The statute also prohibits the following:

  • Any exclusion, limitation, or restriction on coverage of fertility medications that are different from those imposed on other prescription medications;
  • Any exclusion or denial of coverage of any fertility services based on a covered individual’s participation in fertility services provided by or to a third party (such as an oocyte, sperm, or embryo donor, gestational carrier, or surrogate); or
  • Any deductible, copayment, coinsurance, benefit maximum, waiting period, or any other limitation on coverage for the diagnosis and treatment of infertility that are different from those imposed upon benefits for services not related to infertility.

PLANS IMPACTED

As stated above, these rules will apply to fully insured large group health plans issued in California on or after July 1, 2025. This means that plans that run on a calendar year will not incorporate this coverage until January 1, 2026. The law will apply to plans offered through CalPERS pursuant to the Public Employees’ Medical and Hospital Care Act (PEMHCA), but the effective date for those plans is delayed until July 1, 2027.

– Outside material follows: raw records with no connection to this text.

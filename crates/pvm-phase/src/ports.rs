//! Ports the phase event service depends on. `pvm-ledger-postgres`
//! provides the production implementations; `pvm-testing` provides
//! in-memory ones for unit tests.

use crate::domain::{AssetFlags, CounterKind, Job, JobId, Phase};
use async_trait::async_trait;
use chrono::{DateTime, Utc};
use uuid::Uuid;

/// C2 — the event ledger: per-event-id idempotency.
#[async_trait]
pub trait EventLedgerPort: Send + Sync {
    /// Conditionally insert `(event_id, job_id, event_name)`. Returns
    /// whether this call inserted a new row (`true`) or the id was
    /// already present (`false`).
    async fn record(&self, event_id: Uuid, job_id: JobId, event_name: &str) -> anyhow::Result<bool>;

    async fn has(&self, event_id: Uuid) -> anyhow::Result<bool>;

    /// Every distinct `event_name` recorded for `job_id` so far — what
    /// `pvm-phase::transition::decide` reads as its ledger view. Scoped by
    /// job because the transition table only ever asks "has event X been
    /// seen for this job", never globally.
    async fn event_names_for_job(&self, job_id: JobId) -> anyhow::Result<Vec<String>>;
}

/// The post-mutation state of an asset counter, as returned by
/// [`AssetCounterPort::observe`] and consulted by [`AssetCounterPort::is_terminal`].
#[derive(Debug, Clone, Copy)]
pub struct AssetCounterState {
    pub expected: i64,
    pub processed: i64,
    pub failed: i64,
    pub watermark_deadline: Option<DateTime<Utc>>,
    pub completed_emitted: bool,
}

impl AssetCounterState {
    /// spec §4.3: terminal when counts close out, or the watermark timer
    /// has already elapsed (the registry synthesises this state itself on
    /// firing — see [`AssetCounterPort::initialize`]'s watermark contract).
    pub fn is_terminal(&self, now: DateTime<Utc>) -> bool {
        self.processed + self.failed >= self.expected
            || self.watermark_deadline.is_some_and(|deadline| now >= deadline)
    }

    pub fn has_partial_completion(&self, now: DateTime<Utc>) -> bool {
        self.expected == 0 || self.processed + self.failed < self.expected || self.watermark_deadline.is_some_and(|d| now >= d)
    }
}

/// C3 — per-job, per-asset-type counters with watermark timers.
#[async_trait]
pub trait AssetCounterPort: Send + Sync {
    /// Idempotent on `(job_id, kind)`. If `expected == 0`, the
    /// implementation marks the counter terminal immediately (spec §4.3).
    async fn initialize(
        &self,
        job_id: JobId,
        kind: CounterKind,
        expected: i64,
        watermark_ttl: std::time::Duration,
    ) -> anyhow::Result<AssetCounterState>;

    async fn observe(
        &self,
        job_id: JobId,
        kind: CounterKind,
        delta_processed: i64,
        delta_failed: i64,
    ) -> anyhow::Result<AssetCounterState>;

    async fn current(&self, job_id: JobId, kind: CounterKind) -> anyhow::Result<Option<AssetCounterState>>;

    /// CAS: flips `completed_emitted` false → true. Returns `true` only
    /// for the caller that won the race — the single-emission invariant
    /// (spec §4.3, testable property #2).
    async fn set_completed(&self, job_id: JobId, kind: CounterKind) -> anyhow::Result<bool>;

    /// Every counter not yet emitted whose watermark timer hasn't already
    /// fired, for `pvm-persistence::scheduler` to rebuild its in-process
    /// `tokio::time::sleep` tasks on startup — the timers themselves are
    /// not durable, only the deadlines are.
    async fn pending_deadlines(&self) -> anyhow::Result<Vec<(JobId, CounterKind, DateTime<Utc>)>>;
}

/// C6 — job record CRUD.
#[async_trait]
pub trait JobRecordPort: Send + Sync {
    async fn get(&self, job_id: JobId) -> anyhow::Result<Option<Job>>;

    async fn create(&self, job_id: JobId, industry: &str, asset_flags: AssetFlags) -> anyhow::Result<Job>;

    /// CAS on `expected_old` — rejected (returns `false`) if the job's
    /// current phase doesn't match, preventing two concurrent handlers
    /// from both applying conflicting transitions (spec §4.6).
    async fn update_phase(&self, job_id: JobId, expected_old: Phase, new: Phase) -> anyhow::Result<bool>;
}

The law does not apply to self-funded plans, specialized plans (like dental-only or vision-only plans) or Medi-Cal. It does not apply to individual market coverage, and it does not mandate that small group plans cover infertility diagnosis or treatment.

The mandate also does not apply to religious employers, defined as those for whom each of the following is true:

  • The inculcation of religious values is the purpose of the entity;
  • The entity primarily employs persons who share the religious tenets of the entity;
  • The entity serves primarily persons who share the religious tenets of the entity; and
  • The entity is a nonprofit organization as described in Section 6033(a)(3)(A)(i) or (iii) of the Internal Revenue Code of 1986, as amended.

COSTS

CHBRP projected an initial 0.4% increase in employer premiums attributable to this mandate, rising to 0.55% two years after the mandate goes into effect (0.52% and 0.77% respectively for employers in CalPERS plans). While the mandate does not apply to self-funded plans, employers offering both self-funded and fully insured plans, and aiming to provide the same coverage across both, will need to work with their administrators and actuaries to determine the cost of incorporating SB 729 equivalent infertility coverage into their plans.

Keenan is not a law firm and no opinion, suggestion, or recommendation of the firm or its employees shall constitute legal advice. Clients are advised to consult with their own attorney for a determination of their legal rights, responsibilities, and liabilities, including the interpretation of any statute or regulation, or its application to the clients’ business activities.